Hash table

Hash table is a widely used data structure, which serves for effective storing of key-value pairs. Hash table combines benefits of index based search with O(1) asymptotic complexity and list traversal with low memory requirements.

Key-value storages

Array

Suppose that we want to store values and later look up for them using some preassigned key. One option might be to use integer as a key and store the element into an array on a position corresponding the the key. Using this approach, the asymptotic complexity of the look up will be evidently constant O(1) , because array supports random access. On the other hand, the memory consumption will be immense.

Let's store using this approach opinions of respondents about colors (the color in RGB is used as a key/index). Hence, we will create an array of size $165813375 = 255\\cdot 255 \\cdot 255$ . If we ask each of thousand respondents about 5 colors, than we will use at maximum only $0.03\\%$ of all keys, which means that we have wasted more than $99.97\\%$ of memory used by the array.

List

We can also use opposite approach – use list to store the values and search sequentially in it. Although it completely eliminates the memory consumption issue (because there are no unused keys), there is a big drawback in the time complexity of the element retrieval, because each search needs O(n) steps to be performed.

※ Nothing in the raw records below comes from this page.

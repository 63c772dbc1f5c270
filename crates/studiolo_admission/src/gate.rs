//! Concurrency gate implemented over a Tokio Semaphore.
//!
//! A generation on a local backend monopolizes the GPU, and overlapping
//! requests make every caller slower or crash the server outright. The gate
//! admits a fixed number of generations at a time (one, by default) and
//! queues the rest.

use std::sync::Arc;
use tokio::sync::{OwnedSemaphorePermit, Semaphore};

/// Counting gate for in-flight generation calls.
///
/// # Example
///
/// ```rust,ignore
/// use studiolo_admission::AdmissionGate;
///
/// let gate = AdmissionGate::single();
///
/// let permit = gate.acquire().await;
/// // Make the backend call...
/// drop(permit); // Frees the slot
/// ```
#[derive(Debug)]
pub struct AdmissionGate {
    capacity: usize,
    semaphore: Arc<Semaphore>,
}

impl AdmissionGate {
    /// Creates a gate admitting up to `capacity` concurrent calls.
    ///
    /// A capacity of zero would deadlock every caller, so it is bumped to one.
    pub fn new(capacity: usize) -> Self {
        let capacity = capacity.max(1);
        Self {
            capacity,
            semaphore: Arc::new(Semaphore::new(capacity)),
        }
    }

    /// Creates the standard single-slot gate.
    pub fn single() -> Self {
        Self::new(1)
    }

    /// Waits for a free slot and occupies it.
    ///
    /// Returns a guard that frees the slot when dropped, so the slot is
    /// released on every exit path including panics.
    pub async fn acquire(&self) -> AdmissionPermit {
        let permit = self
            .semaphore
            .clone()
            .acquire_owned()
            .await
            .expect("Semaphore should not be closed");

        AdmissionPermit { _permit: permit }
    }

    /// Occupies a slot without waiting.
    ///
    /// Returns `None` if every slot is taken.
    pub fn try_acquire(&self) -> Option<AdmissionPermit> {
        let permit = self.semaphore.clone().try_acquire_owned().ok()?;

        Some(AdmissionPermit { _permit: permit })
    }

    /// Configured number of slots.
    pub fn capacity(&self) -> usize {
        self.capacity
    }

    /// Slots currently free.
    pub fn available(&self) -> usize {
        self.semaphore.available_permits()
    }
}

impl Default for AdmissionGate {
    fn default() -> Self {
        Self::single()
    }
}

/// RAII guard for an occupied gate slot.
///
/// The slot is returned to the gate when the guard is dropped, even if the
/// call it covered failed or panicked.
#[derive(Debug)]
pub struct AdmissionPermit {
    _permit: OwnedSemaphorePermit,
}

#[cfg(test)]
mod tests {
    use super::*;

    #[tokio::test]
    async fn acquire_releases_on_drop() {
        let gate = AdmissionGate::single();

        let permit = gate.acquire().await;

        // Slot is taken, nothing else gets in.
        assert!(gate.try_acquire().is_none());

        drop(permit);

        let _again = gate.try_acquire().expect("Should acquire after drop");
    }

    #[tokio::test]
    async fn zero_capacity_is_clamped() {
        let gate = AdmissionGate::new(0);
        assert_eq!(gate.capacity(), 1);

        let _permit = gate.acquire().await;
        assert_eq!(gate.available(), 0);
    }

    #[tokio::test]
    async fn wider_gates_admit_up_to_capacity() {
        let gate = AdmissionGate::new(2);

        let _first = gate.try_acquire().expect("First slot");
        let _second = gate.try_acquire().expect("Second slot");
        assert!(gate.try_acquire().is_none(), "Third caller should wait");
    }

    #[tokio::test]
    async fn queued_caller_proceeds_once_freed() {
        let gate = Arc::new(AdmissionGate::single());
        let permit = gate.acquire().await;

        let waiter = {
            let gate = gate.clone();
            tokio::spawn(async move {
                let _permit = gate.acquire().await;
            })
        };

        // The spawned task is parked on the semaphore until we release.
        drop(permit);
        waiter.await.expect("Waiter should finish after release");
    }
}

For example, if we create a (global) survey with millions of respondents, then there will be no efficient way to search the data and find opinions about particular colors.

Binary search tree

Binary search tree can be considered as the golden mean, because in the binary search tree, similarly to the list, do not exist any unused keys and the complexity of the search operation is only $\\log_{2}(n)$ . However, we will present even more efficient solution – hash table.

Hash table

Hash table is a data structure, which is built upon an array of fixed length m > n and which uses for addressing a so called hash function. It also guarantees that the search operation will take in average case O(1) operations.

Hash function

The hash function is a function with following properties:

Consistently returns for the same key the same address.
It does not guarantee that it will return distinct addresses for distinct keys.
Uses the whole address space with the same probability.
The computation of the address is fast.

For example, a very popular implementation of the hash function is based on combination of modular multiplication and addition ( is the key, is the size of the underlying array):

$H(k,\\; m) = 97 \\cdot k \\bmod m$

Collisions

Separate chaining

As it was already stated, the hash function does not guarantee assigning of different addresses for different keys. The situation, when the same address is assigned to more objects, is called a collision. There are several ways, how to deal with this situation.

Separate chaining

The most straightforward approach is to store the objects in a linked list (each linked list represents one address). So, when collision occurs, the colliding element is simply appended to the end of the corresponding list. The drawback of this approach is evident – when the table is filled up, the performance of the table degrades linearly with the load factor.

Open addressing

Open addressing (closed hashing) does not use any helper lists to deal with the collisions, it stores the objects on a different address directly in the array. There are two basic procedures how to do it – linear probing and double hashing.

Linear probing

The linear probing strategy at first computes the address of the given element. If the address is empty, then the object is stored there. If the address is occupied, then the procedure iterates over the array, while some address is not empty and the element is stored there.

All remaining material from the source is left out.